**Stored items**
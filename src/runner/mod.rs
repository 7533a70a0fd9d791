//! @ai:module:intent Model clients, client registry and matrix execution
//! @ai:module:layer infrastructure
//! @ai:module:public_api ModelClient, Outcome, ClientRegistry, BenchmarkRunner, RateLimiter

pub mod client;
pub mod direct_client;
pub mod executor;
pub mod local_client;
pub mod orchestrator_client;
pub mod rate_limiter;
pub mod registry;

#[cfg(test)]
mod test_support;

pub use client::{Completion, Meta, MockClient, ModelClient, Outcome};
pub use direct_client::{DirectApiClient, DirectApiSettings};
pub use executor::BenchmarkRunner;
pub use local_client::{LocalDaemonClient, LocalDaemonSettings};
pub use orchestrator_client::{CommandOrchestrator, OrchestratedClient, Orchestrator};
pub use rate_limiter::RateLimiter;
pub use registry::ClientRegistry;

...

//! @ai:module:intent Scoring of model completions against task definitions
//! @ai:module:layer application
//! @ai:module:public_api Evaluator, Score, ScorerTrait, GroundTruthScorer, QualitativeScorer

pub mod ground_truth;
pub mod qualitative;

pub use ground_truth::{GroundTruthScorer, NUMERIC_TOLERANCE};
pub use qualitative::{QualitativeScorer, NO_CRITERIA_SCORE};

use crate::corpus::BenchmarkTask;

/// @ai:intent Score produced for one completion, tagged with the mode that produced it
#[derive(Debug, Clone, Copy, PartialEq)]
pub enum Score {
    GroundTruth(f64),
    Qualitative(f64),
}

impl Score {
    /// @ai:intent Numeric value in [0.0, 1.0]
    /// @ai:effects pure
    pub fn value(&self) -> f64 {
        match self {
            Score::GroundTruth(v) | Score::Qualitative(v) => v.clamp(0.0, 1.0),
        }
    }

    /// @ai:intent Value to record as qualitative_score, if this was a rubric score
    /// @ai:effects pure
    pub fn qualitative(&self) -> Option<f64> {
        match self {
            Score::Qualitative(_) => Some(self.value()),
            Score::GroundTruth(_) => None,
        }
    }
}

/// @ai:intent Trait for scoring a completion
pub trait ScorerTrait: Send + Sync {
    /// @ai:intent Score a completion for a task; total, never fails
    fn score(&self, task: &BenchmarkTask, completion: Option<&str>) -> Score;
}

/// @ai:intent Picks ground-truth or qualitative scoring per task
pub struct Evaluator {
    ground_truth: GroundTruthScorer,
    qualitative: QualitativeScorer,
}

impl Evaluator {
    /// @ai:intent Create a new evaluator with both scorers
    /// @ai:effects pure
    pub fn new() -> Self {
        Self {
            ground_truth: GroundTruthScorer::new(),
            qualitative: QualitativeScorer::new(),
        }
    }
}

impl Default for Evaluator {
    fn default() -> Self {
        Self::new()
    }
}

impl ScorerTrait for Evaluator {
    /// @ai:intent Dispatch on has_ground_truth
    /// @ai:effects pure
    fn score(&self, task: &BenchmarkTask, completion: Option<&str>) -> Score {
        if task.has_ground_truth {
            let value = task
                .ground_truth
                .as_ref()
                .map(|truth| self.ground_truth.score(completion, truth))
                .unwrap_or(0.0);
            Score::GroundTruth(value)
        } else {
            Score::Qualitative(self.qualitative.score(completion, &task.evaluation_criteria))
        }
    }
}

**What is being asked**
Above are records; repeat only the lines starting at the line with "total, never fails" and ending at the line with "let value = task", exactly as they appear, both included.

**Completed task**
    /// @ai:intent Score a completion for a task; total, never fails
    fn score(&self, task: &BenchmarkTask, completion: Option<&str>) -> Score;
}

/// @ai:intent Picks ground-truth or qualitative scoring per task
pub struct Evaluator {
    ground_truth: GroundTruthScorer,
    qualitative: QualitativeScorer,
}

impl Evaluator {
    /// @ai:intent Create a new evaluator with both scorers
    /// @ai:effects pure
    pub fn new() -> Self {
        Self {
            ground_truth: GroundTruthScorer::new(),
            qualitative: QualitativeScorer::new(),
        }
    }
}

impl Default for Evaluator {
    fn default() -> Self {
        Self::new()
    }
}

impl ScorerTrait for Evaluator {
    /// @ai:intent Dispatch on has_ground_truth
    /// @ai:effects pure
    fn score(&self, task: &BenchmarkTask, completion: Option<&str>) -> Score {
        if task.has_ground_truth {
            let value = task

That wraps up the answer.